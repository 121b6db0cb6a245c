//! The world and debug flag declarations.
//!
//! Each flag is a [`Flag`] built from a small behavior type. Flags that
//! need live state take a [`WorldEnvironment`] at construction; nothing is
//! looked up globally.

use std::sync::Arc;

use command_flags_core::{Flag, FlagBehavior, FlagParseFailed, FlagRegistry, RegistryError};
use tracing::{debug, warn};

use crate::environment::WorldEnvironment;
use crate::types::{PasteServiceType, WorldType};

const INVALID_WORLD_TYPE: &str =
    "'%s' is not a valid world type. See /mv env for available world types.";
const INVALID_GENERATOR: &str =
    "Invalid generator string '%s'. See /mv gens for available generators.";
const INVALID_PASTE_SERVICE: &str = "Invalid paste service type '%s'.";

/// Shorthand names accepted for `--type`, also offered as suggestions.
const WORLD_TYPE_ALIASES: [(&str, WorldType); 4] = [
    ("normal", WorldType::Normal),
    ("flat", WorldType::Flat),
    ("largebiomes", WorldType::LargeBiomes),
    ("amplified", WorldType::Amplified),
];

fn random_seed() -> String {
    rand::random::<i64>().to_string()
}

struct Seed;

impl FlagBehavior<String> for Seed {
    fn parse(&self, input: &str) -> Result<String, FlagParseFailed> {
        Ok(input.to_string())
    }

    fn value_without_input(&self) -> Result<String, FlagParseFailed> {
        Ok(random_seed())
    }

    fn suggest(&self) -> Vec<String> {
        vec![random_seed()]
    }
}

struct WorldTypeChoice;

impl FlagBehavior<WorldType> for WorldTypeChoice {
    fn parse(&self, input: &str) -> Result<WorldType, FlagParseFailed> {
        let lowered = input.to_lowercase();
        WORLD_TYPE_ALIASES
            .iter()
            .find(|(alias, _)| *alias == lowered)
            .map(|&(_, kind)| kind)
            .or_else(|| WorldType::from_name(input))
            .ok_or_else(|| FlagParseFailed::new(INVALID_WORLD_TYPE, input))
    }

    fn suggest(&self) -> Vec<String> {
        WORLD_TYPE_ALIASES
            .iter()
            .map(|(alias, _)| alias.to_string())
            .collect()
    }

    fn default_value(&self) -> Option<WorldType> {
        Some(WorldType::Normal)
    }
}

struct Generator {
    env: Arc<dyn WorldEnvironment>,
}

impl FlagBehavior<String> for Generator {
    /// Accepts `name` or `name:id` when the environment knows the generator.
    fn parse(&self, input: &str) -> Result<String, FlagParseFailed> {
        let mut parts = input.split(':');
        let name = parts.next().unwrap_or_default();
        let id = parts.next().unwrap_or_default();

        if name.is_empty() {
            return Err(FlagParseFailed::new(INVALID_GENERATOR, input));
        }

        match self.env.has_generator(name, id) {
            Ok(true) => Ok(input.to_string()),
            Ok(false) => Err(FlagParseFailed::new(INVALID_GENERATOR, input)),
            Err(err) => {
                warn!(generator = name, id, error = %err, "Generator lookup failed");
                Err(FlagParseFailed::new(INVALID_GENERATOR, input))
            }
        }
    }

    fn suggest(&self) -> Vec<String> {
        self.env.available_generators().unwrap_or_else(|err| {
            debug!(error = %err, "No generator suggestions");
            Vec::new()
        })
    }
}

struct Structures;

impl FlagBehavior<bool> for Structures {
    fn parse(&self, input: &str) -> Result<bool, FlagParseFailed> {
        Ok(input.eq_ignore_ascii_case("true"))
    }

    fn suggest(&self) -> Vec<String> {
        vec!["true".to_string(), "false".to_string()]
    }

    fn default_value(&self) -> Option<bool> {
        Some(true)
    }
}

struct SpawnAdjust;

impl FlagBehavior<bool> for SpawnAdjust {
    fn value_without_input(&self) -> Result<bool, FlagParseFailed> {
        Ok(false)
    }

    fn default_value(&self) -> Option<bool> {
        Some(true)
    }
}

struct PasteService;

impl FlagBehavior<PasteServiceType> for PasteService {
    fn parse(&self, input: &str) -> Result<PasteServiceType, FlagParseFailed> {
        PasteServiceType::from_name(input)
            .ok_or_else(|| FlagParseFailed::new(INVALID_PASTE_SERVICE, input))
    }

    fn value_without_input(&self) -> Result<PasteServiceType, FlagParseFailed> {
        Ok(PasteServiceType::PasteGg)
    }

    fn suggest(&self) -> Vec<String> {
        PasteServiceType::ALL
            .into_iter()
            .filter(|service| *service != PasteServiceType::None)
            .map(|service| service.as_str().to_string())
            .collect()
    }

    fn default_value(&self) -> Option<PasteServiceType> {
        Some(PasteServiceType::None)
    }
}

struct IncludePluginList;

impl FlagBehavior<bool> for IncludePluginList {
    fn value_without_input(&self) -> Result<bool, FlagParseFailed> {
        Ok(true)
    }

    fn default_value(&self) -> Option<bool> {
        Some(true)
    }
}

/// `--seed` / `-s`: custom seed, value required.
pub fn seed_flag() -> Flag<String> {
    Flag::required("Seed", "--seed", Seed).with_aliases(["-s"])
}

/// `--seed` / `-s`: custom seed; without a value a random seed is used.
pub fn random_seed_flag() -> Flag<String> {
    Flag::optional("Seed", "--seed", Seed).with_aliases(["-s"])
}

/// `--type` / `-t`: world type, defaults to [`WorldType::Normal`].
pub fn world_type_flag() -> Flag<WorldType> {
    Flag::required("WorldType", "--type", WorldTypeChoice).with_aliases(["-t"])
}

/// `--gen` / `-g`: generator string `name[:id]`, checked against `env`.
pub fn generator_flag(env: Arc<dyn WorldEnvironment>) -> Flag<String> {
    Flag::required("Generator", "--gen", Generator { env }).with_aliases(["-g"])
}

/// `--structures` / `--structure` / `-a`: generate structures, defaults to
/// `true`.
pub fn generate_structures_flag() -> Flag<bool> {
    Flag::required("GenerateStructures", "--structures", Structures)
        .with_aliases(["--structure", "-a"])
}

/// `--dont-adjust-spawn` / `-n`: binds `false` when present, defaults to
/// `true`.
pub fn spawn_adjust_flag() -> Flag<bool> {
    Flag::no_value("AdjustSpawn", "--dont-adjust-spawn", SpawnAdjust).with_aliases(["-n"])
}

/// `--paste` / `-p`: paste service; without a value paste.gg is used,
/// absent means no upload.
pub fn paste_service_flag() -> Flag<PasteServiceType> {
    Flag::optional("PasteServiceType", "--paste", PasteService).with_aliases(["-p"])
}

/// `--include-plugin-list` / `-pl`.
pub fn include_plugin_list_flag() -> Flag<bool> {
    Flag::no_value("IncludePlugins", "--include-plugin-list", IncludePluginList)
        .with_aliases(["-pl"])
}

/// Flags of the world creation command.
#[derive(Debug, Clone)]
pub struct WorldFlags {
    /// `--seed` / `-s`, value required.
    pub seed: Flag<String>,
    /// `--type` / `-t`.
    pub world_type: Flag<WorldType>,
    /// `--gen` / `-g`, checked against the environment.
    pub generator: Flag<String>,
    /// `--structures` / `--structure` / `-a`.
    pub generate_structures: Flag<bool>,
    /// `--dont-adjust-spawn` / `-n`.
    pub spawn_adjust: Flag<bool>,
}

impl WorldFlags {
    /// Declares the world creation flags against `env`.
    pub fn new(env: Arc<dyn WorldEnvironment>) -> Self {
        Self {
            seed: seed_flag(),
            world_type: world_type_flag(),
            generator: generator_flag(env),
            generate_structures: generate_structures_flag(),
            spawn_adjust: spawn_adjust_flag(),
        }
    }

    /// Registers every flag into a fresh registry.
    ///
    /// # Errors
    ///
    /// Returns [`RegistryError`] if two flags claim the same token.
    pub fn registry(&self) -> Result<FlagRegistry, RegistryError> {
        let mut builder = FlagRegistry::builder();
        builder
            .register(&self.seed)?
            .register(&self.world_type)?
            .register(&self.generator)?
            .register(&self.generate_structures)?
            .register(&self.spawn_adjust)?;
        Ok(builder.build())
    }
}

/// Flags of the world regeneration command.
#[derive(Debug, Clone)]
pub struct RegenFlags {
    /// `--seed` / `-s`, random when the value is omitted.
    pub seed: Flag<String>,
}

impl RegenFlags {
    /// Declares the regeneration flags.
    pub fn new() -> Self {
        Self {
            seed: random_seed_flag(),
        }
    }

    /// Registers every flag into a fresh registry.
    ///
    /// # Errors
    ///
    /// Returns [`RegistryError`] if two flags claim the same token.
    pub fn registry(&self) -> Result<FlagRegistry, RegistryError> {
        let mut builder = FlagRegistry::builder();
        builder.register(&self.seed)?;
        Ok(builder.build())
    }
}

impl Default for RegenFlags {
    fn default() -> Self {
        Self::new()
    }
}

/// Flags of the debug dump command.
#[derive(Debug, Clone)]
pub struct DebugFlags {
    /// `--paste` / `-p`.
    pub paste_service: Flag<PasteServiceType>,
    /// `--include-plugin-list` / `-pl`.
    pub include_plugin_list: Flag<bool>,
}

impl DebugFlags {
    /// Declares the debug dump flags.
    pub fn new() -> Self {
        Self {
            paste_service: paste_service_flag(),
            include_plugin_list: include_plugin_list_flag(),
        }
    }

    /// Registers every flag into a fresh registry.
    ///
    /// # Errors
    ///
    /// Returns [`RegistryError`] if two flags claim the same token.
    pub fn registry(&self) -> Result<FlagRegistry, RegistryError> {
        let mut builder = FlagRegistry::builder();
        builder
            .register(&self.paste_service)?
            .register(&self.include_plugin_list)?;
        Ok(builder.build())
    }
}

impl Default for DebugFlags {
    fn default() -> Self {
        Self::new()
    }
}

> [Task description] Keeping every character as it is, restate the lines above that run from the line with "struct PasteService;" through the line with "PasteServiceType::ALL", both included, and nothing else.

> [Task result]
struct PasteService;

impl FlagBehavior<PasteServiceType> for PasteService {
    fn parse(&self, input: &str) -> Result<PasteServiceType, FlagParseFailed> {
        PasteServiceType::from_name(input)
            .ok_or_else(|| FlagParseFailed::new(INVALID_PASTE_SERVICE, input))
    }

    fn value_without_input(&self) -> Result<PasteServiceType, FlagParseFailed> {
        Ok(PasteServiceType::PasteGg)
    }

    fn suggest(&self) -> Vec<String> {
        PasteServiceType::ALL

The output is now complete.